| DATA UNDER STUDY |
============
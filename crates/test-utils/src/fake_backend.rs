use std::future::Future;
use std::pin::Pin;
use std::sync::{Arc, Mutex};

use sbtrun::exec::{ExecutionOutcome, LaunchBackend};
use sbtrun::launch::LaunchDescriptor;

/// A fake backend that:
/// - records every descriptor it was asked to launch (with its timeout)
/// - immediately reports a fixed outcome.
pub struct RecordingBackend {
    outcome: ExecutionOutcome,
    launched: Arc<Mutex<Vec<(LaunchDescriptor, i64)>>>,
}

impl RecordingBackend {
    pub fn new(outcome: ExecutionOutcome) -> Self {
        Self {
            outcome,
            launched: Arc::new(Mutex::new(Vec::new())),
        }
    }

    pub fn succeeding() -> Self {
        Self::new(ExecutionOutcome::Completed { success: true })
    }

    pub fn launched(&self) -> Vec<(LaunchDescriptor, i64)> {
        self.launched.lock().unwrap().clone()
    }
}

impl LaunchBackend for RecordingBackend {
    fn launch(
        &mut self,
        descriptor: LaunchDescriptor,
        timeout_millis: i64,
    ) -> Pin<Box<dyn Future<Output = ExecutionOutcome> + Send + '_>> {
        let launched = Arc::clone(&self.launched);
        let outcome = self.outcome.clone();

        Box::pin(async move {
            launched.lock().unwrap().push((descriptor, timeout_millis));
            outcome
        })
    }
}
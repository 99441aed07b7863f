// src/exec/mod.rs

//! Process execution layer.
//!
//! - [`supervisor`] spawns the child with `tokio::process::Command`, writes
//!   the canned input and waits for exit or cancellation.
//! - [`executor`] adds the watchdog: inline execution without a timeout, or
//!   a background supervisor raced against the timeout window.
//! - [`backend`] provides the `LaunchBackend` trait and the real
//!   `ProcessBackend`; tests replace it with a fake.

pub mod backend;
pub mod executor;
pub mod supervisor;

pub use backend::{LaunchBackend, ProcessBackend};
pub use executor::{execute, ExecutionOutcome, LaunchState};
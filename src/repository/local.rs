// src/repository/local.rs

use std::path::{Path, PathBuf};

use tracing::{debug, info, warn};

use crate::errors::{RepositoryError, Result};
use crate::fs::{FileSystem, RealFileSystem};
use crate::types::{ArtifactCoordinate, ResolvedArtifact};

use super::layout::{artifact_path, manifest_file_name, manifest_path};
use super::manifest::parse_manifest;
use super::RepositoryClient;

/// Repository backed by a local Maven-layout directory.
///
/// Remote endpoints are honoured only when they are reachable through the
/// filesystem (a plain directory or a `file://` URL). Artifacts found in
/// such a mirror are copied into the local directory before being returned,
/// together with their dependency manifest.
#[derive(Debug, Clone)]
pub struct LocalRepository<F: FileSystem = RealFileSystem> {
    fs: F,
    root: PathBuf,
    mirrors: Vec<PathBuf>,
}

impl LocalRepository<RealFileSystem> {
    pub fn open(root: impl Into<PathBuf>, remotes: &[String]) -> Self {
        Self::with_fs(RealFileSystem, root, remotes)
    }
}

impl<F: FileSystem> LocalRepository<F> {
    pub fn with_fs(fs: F, root: impl Into<PathBuf>, remotes: &[String]) -> Self {
        let root = root.into();
        let mirrors = remotes
            .iter()
            .filter_map(|endpoint| mirror_dir(endpoint))
            .collect::<Vec<_>>();

        debug!(root = ?root, ?mirrors, "local repository opened");

        Self { fs, root, mirrors }
    }

    pub fn root(&self) -> &Path {
        &self.root
    }

    pub fn mirrors(&self) -> &[PathBuf] {
        &self.mirrors
    }

    /// Copy an artifact and its manifest from `mirror` into this
    /// repository.
    ///
    /// The manifest goes first: a local artifact without its manifest would
    /// later pass for a leaf. If the artifact copy fails, a manifest copied
    /// by this call is removed again.
    fn fetch_from_mirror(
        &self,
        coordinate: &ArtifactCoordinate,
        mirror: &Path,
        local_file: &Path,
    ) -> Result<()> {
        let fetch_err = |source: anyhow::Error| RepositoryError::Fetch {
            coordinate: coordinate.to_string(),
            source,
        };

        info!(
            coordinate = %coordinate,
            mirror = ?mirror,
            "downloading artifact from mirror"
        );

        let remote_manifest = mirror.join(manifest_path(coordinate));
        let local_manifest = self.root.join(manifest_path(coordinate));
        let mut copied_manifest = false;
        if self.fs.is_file(&remote_manifest) && !self.fs.is_file(&local_manifest) {
            self.fs
                .copy(&remote_manifest, &local_manifest)
                .map_err(fetch_err)?;
            copied_manifest = true;
        }

        if let Err(e) = self.fs.copy(&mirror.join(artifact_path(coordinate)), local_file) {
            if copied_manifest {
                if let Err(cleanup) = self.fs.remove_file(&local_manifest) {
                    warn!(error = %cleanup, path = ?local_manifest, "could not remove copied manifest");
                }
            }
            return Err(fetch_err(e).into());
        }

        Ok(())
    }

    /// Look for a missing manifest on the mirrors and copy the first one
    /// found to `local_manifest`.
    fn fetch_manifest(&self, coordinate: &ArtifactCoordinate, local_manifest: &Path) -> Result<bool> {
        for mirror in &self.mirrors {
            let remote_manifest = mirror.join(manifest_path(coordinate));
            if !self.fs.is_file(&remote_manifest) {
                continue;
            }
            debug!(coordinate = %coordinate, mirror = ?mirror, "fetching manifest from mirror");
            self.fs
                .copy(&remote_manifest, local_manifest)
                .map_err(|source| RepositoryError::Fetch {
                    coordinate: coordinate.to_string(),
                    source,
                })?;
            return Ok(true);
        }
        Ok(false)
    }

    /// Candidate locations for the manifest of `artifact`: next to its file
    /// first, then the standard location in this repository.
    fn manifest_candidates(&self, artifact: &ResolvedArtifact) -> Vec<PathBuf> {
        let sibling = artifact
            .file
            .with_file_name(manifest_file_name(&artifact.coordinate));
        let standard = self.root.join(manifest_path(&artifact.coordinate));

        if sibling == standard {
            vec![sibling]
        } else {
            vec![sibling, standard]
        }
    }
}

impl<F: FileSystem> RepositoryClient for LocalRepository<F> {
    fn resolve(&self, coordinate: &ArtifactCoordinate) -> Result<ResolvedArtifact> {
        let local_file = self.root.join(artifact_path(coordinate));

        if self.fs.is_file(&local_file) {
            debug!(coordinate = %coordinate, file = ?local_file, "artifact found locally");
            return Ok(ResolvedArtifact::new(coordinate.clone(), local_file));
        }

        for mirror in &self.mirrors {
            if self.fs.is_file(&mirror.join(artifact_path(coordinate))) {
                self.fetch_from_mirror(coordinate, mirror, &local_file)?;
                return Ok(ResolvedArtifact::new(coordinate.clone(), local_file));
            }
        }

        let mut searched = vec![self.root.clone()];
        searched.extend(self.mirrors.iter().cloned());
        Err(RepositoryError::NotFound {
            coordinate: coordinate.to_string(),
            searched,
        }
        .into())
    }

    fn dependencies(&self, artifact: &ResolvedArtifact) -> Result<Vec<ArtifactCoordinate>> {
        let candidates = self.manifest_candidates(artifact);
        let mut found = candidates.iter().find(|c| self.fs.is_file(c)).cloned();

        if found.is_none() {
            let local_manifest = self.root.join(manifest_path(&artifact.coordinate));
            if self.fetch_manifest(&artifact.coordinate, &local_manifest)? {
                found = Some(local_manifest);
            }
        }

        if let Some(manifest) = found {
            let contents = self
                .fs
                .read_to_string(&manifest)
                .map_err(|source| RepositoryError::Fetch {
                    coordinate: artifact.coordinate.to_string(),
                    source,
                })?;
            return parse_manifest(&artifact.coordinate, &contents);
        }

        debug!(
            coordinate = %artifact.coordinate,
            "no dependency manifest; treating artifact as a leaf"
        );
        Ok(Vec::new())
    }
}

/// Translate a remote endpoint into a mirror directory, if it is reachable
/// through the filesystem.
fn mirror_dir(endpoint: &str) -> Option<PathBuf> {
    let endpoint = endpoint.trim();
    if endpoint.is_empty() {
        return None;
    }

    if let Some(path) = endpoint.strip_prefix("file://") {
        return Some(PathBuf::from(path));
    }

    if endpoint.contains("://") {
        warn!(
            endpoint,
            "remote repository is not reachable through the filesystem; skipping"
        );
        return None;
    }

    Some(PathBuf::from(endpoint))
}

#[cfg(test)]
mod tests {
    use super::*;

    #[test]
    fn mirror_endpoints_are_filtered() {
        assert_eq!(mirror_dir("file:///srv/m2"), Some(PathBuf::from("/srv/m2")));
        assert_eq!(mirror_dir("/srv/m2"), Some(PathBuf::from("/srv/m2")));
        assert_eq!(mirror_dir("https://repo1.maven.org/maven2"), None);
        assert_eq!(mirror_dir("  "), None);
    }
}
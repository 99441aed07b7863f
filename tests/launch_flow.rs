mod common;
use crate::common::{init_tracing, with_timeout};

use std::path::PathBuf;

use sbtrun::config::model::{DEFAULT_LAUNCHER_GROUP, DEFAULT_LAUNCHER_NAME};
use sbtrun::errors::{FailureKind, LaunchFault, SbtRunError};
use sbtrun::exec::ExecutionOutcome;
use sbtrun::launch::DescriptorBuilder;
use sbtrun::types::ArtifactCoordinate;
use sbtrun_test_utils::builders::ConfigFileBuilder;
use sbtrun_test_utils::fake_backend::RecordingBackend;
use sbtrun_test_utils::repository::InMemoryRepository;

const BOOTSTRAP_JAR: &str = "/plugins/sbtrun-maven-plugin.jar";

fn repository() -> InMemoryRepository {
    let launcher = ArtifactCoordinate::new(DEFAULT_LAUNCHER_GROUP, DEFAULT_LAUNCHER_NAME, "1.10.0");
    InMemoryRepository::new().artifact(&launcher, vec![])
}

fn config() -> ConfigFileBuilder {
    ConfigFileBuilder::with_bootstrap(BOOTSTRAP_JAR).launcher_version("1.10.0")
}

#[tokio::test]
async fn skip_bypasses_everything() {
    init_tracing();

    let repo = repository();
    // No bootstrap either: nothing may be checked when skipping.
    let cfg = ConfigFileBuilder::new().skip(true).build();
    let builder = DescriptorBuilder::new(&repo);
    let mut backend = RecordingBackend::succeeding();

    let outcome = with_timeout(sbtrun::launch(&cfg, &builder, &mut backend)).await;

    assert!(matches!(outcome, Ok(None)));
    assert!(backend.launched().is_empty());
    assert_eq!(repo.total_resolve_calls(), 0);
}

#[tokio::test]
async fn marker_packaging_is_not_launched() {
    let repo = repository();
    let cfg = ConfigFileBuilder::new().packaging("pom").build();
    let builder = DescriptorBuilder::new(&repo);
    let mut backend = RecordingBackend::succeeding();

    let outcome = with_timeout(sbtrun::launch(&cfg, &builder, &mut backend)).await;

    assert!(matches!(outcome, Ok(None)));
    assert!(backend.launched().is_empty());
    assert_eq!(repo.total_resolve_calls(), 0);
}

#[tokio::test]
async fn successful_launch_passes_timeout_through() {
    let repo = repository();
    let cfg = config().args("compile").timeout(1_500).build();
    let builder = DescriptorBuilder::new(&repo);
    let mut backend = RecordingBackend::succeeding();

    let outcome = with_timeout(sbtrun::launch(&cfg, &builder, &mut backend))
        .await
        .unwrap();

    assert_eq!(outcome, Some(ExecutionOutcome::Completed { success: true }));
    let launched = backend.launched();
    assert_eq!(launched.len(), 1);
    let (descriptor, timeout) = &launched[0];
    assert_eq!(*timeout, 1_500);
    assert_eq!(descriptor.args, vec!["compile"]);
    assert_eq!(descriptor.classpath.last(), Some(&PathBuf::from(BOOTSTRAP_JAR)));
}

#[tokio::test]
async fn unsuccessful_completion_is_returned() {
    let repo = repository();
    let cfg = config().build();
    let builder = DescriptorBuilder::new(&repo);
    let mut backend = RecordingBackend::new(ExecutionOutcome::Completed { success: false });

    let outcome = with_timeout(sbtrun::launch(&cfg, &builder, &mut backend))
        .await
        .unwrap();
    assert_eq!(outcome, Some(ExecutionOutcome::Completed { success: false }));
}

#[tokio::test]
async fn failed_process_is_a_launch_error() {
    let repo = repository();
    let cfg = config().build();
    let builder = DescriptorBuilder::new(&repo);
    let mut backend =
        RecordingBackend::new(ExecutionOutcome::Failed(LaunchFault::Exit { code: Some(1) }));

    let err = with_timeout(sbtrun::launch(&cfg, &builder, &mut backend))
        .await
        .unwrap_err();

    assert_eq!(err.kind(), FailureKind::Launch);
    assert_eq!(err.to_string(), "SBT execution exception: process exited with code 1");
}

#[tokio::test]
async fn timed_out_process_is_a_timeout_error() {
    let repo = repository();
    let cfg = config().timeout(50).build();
    let builder = DescriptorBuilder::new(&repo);
    let mut backend = RecordingBackend::new(ExecutionOutcome::TimedOut);

    let err = with_timeout(sbtrun::launch(&cfg, &builder, &mut backend))
        .await
        .unwrap_err();

    assert_eq!(err.kind(), FailureKind::Timeout);
    assert!(err.to_string().contains("timed out after 50ms"));
}

#[tokio::test]
async fn build_errors_stop_before_launch() {
    let repo = repository();
    let cfg = ConfigFileBuilder::new().launcher_version("1.10.0").build();
    let builder = DescriptorBuilder::new(&repo);
    let mut backend = RecordingBackend::succeeding();

    let err = with_timeout(sbtrun::launch(&cfg, &builder, &mut backend))
        .await
        .unwrap_err();

    assert!(matches!(err, SbtRunError::ConfigError(_)));
    assert!(backend.launched().is_empty());
}
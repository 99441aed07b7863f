// src/launch/mod.rs

//! Launch descriptors: what to run, where, and with which classpath.
//!
//! - [`descriptor`] defines [`LaunchDescriptor`] and the argument tokenizer.
//! - [`builder`] assembles a descriptor from configuration, resolving the
//!   launcher's dependency closure on the way.

pub mod builder;
pub mod descriptor;

pub use builder::{DescriptorBuilder, LaunchPlan, DEBUG_ARG, WINDOWS_TERMINAL_JVM_ARG};
pub use descriptor::{split_arguments, LaunchDescriptor, SystemPropertyValue, CANNED_INPUT};
// src/config/model.rs

use std::collections::BTreeMap;
use std::path::PathBuf;

use serde::Deserialize;

use crate::types::ResolvedArtifact;

pub const DEFAULT_LAUNCHER_GROUP: &str = "org.scala-sbt";
pub const DEFAULT_LAUNCHER_NAME: &str = "launcher";
pub const DEFAULT_MAIN_CLASS: &str = "xsbt.boot.Boot";

/// Artifact carrying the `sbt.boot.properties` resource.
pub const DEFAULT_BOOTSTRAP_GROUP: &str = "com.google.code.sbtrun-maven-plugin";
pub const DEFAULT_BOOTSTRAP_NAME: &str = "sbtrun-maven-plugin";
pub const DEFAULT_BOOTSTRAP_TYPE: &str = "maven-plugin";

/// Packaging of projects that have nothing to build.
pub const MARKER_PACKAGING: &str = "pom";

/// Configuration as read from a TOML file, before validation.
///
/// ```toml
/// [run]
/// args = "clean test"
/// jvm_args = "-Xmx2g"
/// timeout = 600000
///
/// [launcher]
/// version = "1.10.0"
///
/// [repository]
/// local = "/home/me/.m2/repository"
/// remote = ["file:///srv/maven-mirror"]
///
/// [system_properties]
/// "sbt.log.noformat" = "true"
///
/// [[plugin_artifact]]
/// group = "com.google.code.sbtrun-maven-plugin"
/// name = "sbtrun-maven-plugin"
/// version = "1.0.1"
/// type = "maven-plugin"
/// file = "lib/sbtrun-maven-plugin-1.0.1.jar"
/// ```
///
/// Every section is optional.
#[derive(Debug, Clone, Deserialize, Default)]
#[serde(deny_unknown_fields)]
pub struct RawConfigFile {
    #[serde(default)]
    pub run: RunSection,

    #[serde(default)]
    pub launcher: LauncherSection,

    #[serde(default)]
    pub bootstrap: BootstrapSection,

    #[serde(default)]
    pub repository: RepositorySection,

    /// Text-valued `-D` properties.
    #[serde(default)]
    pub system_properties: BTreeMap<String, String>,

    /// File-valued `-D` properties; relative paths are taken from the
    /// working directory.
    #[serde(default)]
    pub system_property_files: BTreeMap<String, PathBuf>,

    /// The caller's own pre-resolved artifacts.
    #[serde(default)]
    pub plugin_artifact: Vec<PluginArtifactEntry>,
}

/// Validated configuration.
///
/// Only constructed through `TryFrom<RawConfigFile>`.
#[derive(Debug, Clone)]
pub struct ConfigFile {
    pub run: RunSection,
    pub launcher: LauncherSection,
    pub bootstrap: BootstrapSection,
    pub repository: RepositorySection,
    pub system_properties: BTreeMap<String, String>,
    pub system_property_files: BTreeMap<String, PathBuf>,
    pub plugin_artifacts: Vec<ResolvedArtifact>,
}

impl ConfigFile {
    pub(crate) fn new_unchecked(raw: RawConfigFile, plugin_artifacts: Vec<ResolvedArtifact>) -> Self {
        Self {
            run: raw.run,
            launcher: raw.launcher,
            bootstrap: raw.bootstrap,
            repository: raw.repository,
            system_properties: raw.system_properties,
            system_property_files: raw.system_property_files,
            plugin_artifacts,
        }
    }

    /// True when there is nothing to launch: `skip` is set or the project
    /// packaging is the non-buildable marker type.
    pub fn launch_disabled(&self) -> bool {
        self.run.skip || self.run.packaging == MARKER_PACKAGING
    }

    /// Apply command-line overrides on top of file values.
    pub fn with_overrides(mut self, overrides: &ConfigOverrides) -> Self {
        if overrides.skip {
            self.run.skip = true;
        }
        if let Some(ref basedir) = overrides.basedir {
            self.run.basedir = Some(basedir.clone());
        }
        if let Some(ref args) = overrides.args {
            self.run.args = args.clone();
        }
        if let Some(ref jvm_args) = overrides.jvm_args {
            self.run.jvm_args = jvm_args.clone();
        }
        if let Some(timeout) = overrides.timeout {
            self.run.timeout = timeout;
        }
        if let Some(ref local) = overrides.local_repository {
            self.repository.local = Some(local.clone());
        }
        if !overrides.remote_repositories.is_empty() {
            self.repository.remote = overrides.remote_repositories.clone();
        }
        self
    }
}

/// Values given on the command line; `None` / empty means "keep the file
/// value".
#[derive(Debug, Clone, Default)]
pub struct ConfigOverrides {
    pub skip: bool,
    pub basedir: Option<PathBuf>,
    pub args: Option<String>,
    pub jvm_args: Option<String>,
    pub timeout: Option<i64>,
    pub local_repository: Option<PathBuf>,
    pub remote_repositories: Vec<String>,
}

/// `[run]` section.
#[derive(Debug, Clone, Deserialize)]
#[serde(deny_unknown_fields)]
pub struct RunSection {
    /// Bypass everything; no process is launched.
    #[serde(default)]
    pub skip: bool,

    /// Working directory of the tool; `.` when unset.
    #[serde(default)]
    pub basedir: Option<PathBuf>,

    /// Tool arguments, split on whitespace.
    #[serde(default)]
    pub args: String,

    /// JVM arguments, split on whitespace.
    #[serde(default)]
    pub jvm_args: String,

    /// Watchdog timeout in milliseconds; `0` (or negative) waits forever.
    #[serde(default)]
    pub timeout: i64,

    /// Project packaging; `pom` projects are never launched.
    #[serde(default = "default_packaging")]
    pub packaging: String,

    /// Java executable; defaults to `$JAVA_HOME/bin/java`, then `java`.
    #[serde(default)]
    pub java: Option<PathBuf>,
}

fn default_packaging() -> String {
    "jar".to_string()
}

impl Default for RunSection {
    fn default() -> Self {
        Self {
            skip: false,
            basedir: None,
            args: String::new(),
            jvm_args: String::new(),
            timeout: 0,
            packaging: default_packaging(),
            java: None,
        }
    }
}

/// `[launcher]` section: the tool's launcher artifact and entry point.
#[derive(Debug, Clone, Deserialize)]
#[serde(deny_unknown_fields)]
pub struct LauncherSection {
    #[serde(default = "default_launcher_group")]
    pub group: String,

    #[serde(default = "default_launcher_name")]
    pub name: String,

    /// Needed only when the launcher is not among the plugin artifacts.
    #[serde(default)]
    pub version: Option<String>,

    #[serde(default = "default_main_class")]
    pub main_class: String,
}

fn default_launcher_group() -> String {
    DEFAULT_LAUNCHER_GROUP.to_string()
}

fn default_launcher_name() -> String {
    DEFAULT_LAUNCHER_NAME.to_string()
}

fn default_main_class() -> String {
    DEFAULT_MAIN_CLASS.to_string()
}

impl Default for LauncherSection {
    fn default() -> Self {
        Self {
            group: default_launcher_group(),
            name: default_launcher_name(),
            version: None,
            main_class: default_main_class(),
        }
    }
}

/// `[bootstrap]` section: which plugin artifact carries the launcher's
/// boot configuration.
#[derive(Debug, Clone, Deserialize)]
#[serde(deny_unknown_fields)]
pub struct BootstrapSection {
    #[serde(default = "default_bootstrap_group")]
    pub group: String,

    #[serde(default = "default_bootstrap_name")]
    pub name: String,

    #[serde(default = "default_bootstrap_type", rename = "type")]
    pub kind: String,
}

fn default_bootstrap_group() -> String {
    DEFAULT_BOOTSTRAP_GROUP.to_string()
}

fn default_bootstrap_name() -> String {
    DEFAULT_BOOTSTRAP_NAME.to_string()
}

fn default_bootstrap_type() -> String {
    DEFAULT_BOOTSTRAP_TYPE.to_string()
}

impl Default for BootstrapSection {
    fn default() -> Self {
        Self {
            group: default_bootstrap_group(),
            name: default_bootstrap_name(),
            kind: default_bootstrap_type(),
        }
    }
}

/// `[repository]` section.
#[derive(Debug, Clone, Deserialize, Default)]
#[serde(deny_unknown_fields)]
pub struct RepositorySection {
    /// Local repository directory; defaults to `~/.m2/repository`.
    #[serde(default)]
    pub local: Option<PathBuf>,

    /// Remote endpoints, tried in order.
    #[serde(default)]
    pub remote: Vec<String>,
}

impl RepositorySection {
    pub fn local_or_default(&self) -> PathBuf {
        match self.local {
            Some(ref local) => local.clone(),
            None => dirs::home_dir()
                .unwrap_or_else(|| PathBuf::from("."))
                .join(".m2")
                .join("repository"),
        }
    }
}

/// `[[plugin_artifact]]` entry.
#[derive(Debug, Clone, Deserialize)]
#[serde(deny_unknown_fields)]
pub struct PluginArtifactEntry {
    pub group: String,
    pub name: String,
    pub version: String,
    #[serde(default = "default_plugin_artifact_type", rename = "type")]
    pub kind: String,
    pub file: PathBuf,
}

fn default_plugin_artifact_type() -> String {
    "jar".to_string()
}
// src/resolve/classpath.rs

use std::ffi::OsString;
use std::path::PathBuf;

use crate::errors::{Result, SbtRunError};
use crate::types::ResolvedArtifact;

use super::DependencyClosure;

/// Order a closure into classpath entries: `root` first, then every other
/// member sorted by identity.
pub fn assemble_classpath(root: &ResolvedArtifact, closure: &DependencyClosure) -> Vec<PathBuf> {
    let root_key = root.key();
    let mut entries = Vec::with_capacity(closure.len().max(1));
    entries.push(root.file.clone());
    entries.extend(
        closure
            .iter()
            .filter(|artifact| artifact.key() != root_key)
            .map(|artifact| artifact.file.clone()),
    );
    entries
}

/// Join classpath entries with the platform separator.
pub fn join_classpath(entries: &[PathBuf]) -> Result<OsString> {
    std::env::join_paths(entries).map_err(|e| {
        SbtRunError::ConfigError(format!("classpath entry cannot be used on this platform: {e}"))
    })
}
// src/repository/mod.rs

//! Artifact repository access.
//!
//! - [`layout`] maps coordinates onto the Maven directory layout.
//! - [`manifest`] parses the `.deps.toml` sidecar listing an artifact's
//!   declared dependencies.
//! - [`local`] provides [`LocalRepository`], the production
//!   [`RepositoryClient`], backed by a local directory plus optional
//!   filesystem mirrors.

pub mod layout;
pub mod local;
pub mod manifest;

pub use local::LocalRepository;

use crate::errors::Result;
use crate::types::{ArtifactCoordinate, ResolvedArtifact};

/// Trait abstracting where artifacts come from.
///
/// Implementations are expected to be idempotent: resolving the same
/// coordinate twice yields the same file. Any locking around a shared cache
/// directory is the implementation's business.
pub trait RepositoryClient {
    /// Locate (fetching if needed) the file for `coordinate`.
    ///
    /// Fails with [`crate::errors::RepositoryError`] when the artifact
    /// cannot be located or fetched.
    fn resolve(&self, coordinate: &ArtifactCoordinate) -> Result<ResolvedArtifact>;

    /// Declared (unfiltered) dependencies of an already resolved artifact.
    ///
    /// Fails with `SbtRunError::InvalidMetadata` when the declaration cannot
    /// be interpreted.
    fn dependencies(&self, artifact: &ResolvedArtifact) -> Result<Vec<ArtifactCoordinate>>;
}

impl<R: RepositoryClient + ?Sized> RepositoryClient for &R {
    fn resolve(&self, coordinate: &ArtifactCoordinate) -> Result<ResolvedArtifact> {
        (**self).resolve(coordinate)
    }

    fn dependencies(&self, artifact: &ResolvedArtifact) -> Result<Vec<ArtifactCoordinate>> {
        (**self).dependencies(artifact)
    }
}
============
| WHAT IS EXPECTED |
Extract from the listing above the lines between the line containing "pub const DEFAULT_MAIN_CLASS: &str" and the line containing "nothing to build.", keeping both of those lines. Output nothing else.

| PROBLEM SOLUTION |
pub const DEFAULT_MAIN_CLASS: &str = "xsbt.boot.Boot";

/// Artifact carrying the `sbt.boot.properties` resource.
pub const DEFAULT_BOOTSTRAP_GROUP: &str = "com.google.code.sbtrun-maven-plugin";
pub const DEFAULT_BOOTSTRAP_NAME: &str = "sbtrun-maven-plugin";
pub const DEFAULT_BOOTSTRAP_TYPE: &str = "maven-plugin";

/// Packaging of projects that have nothing to build.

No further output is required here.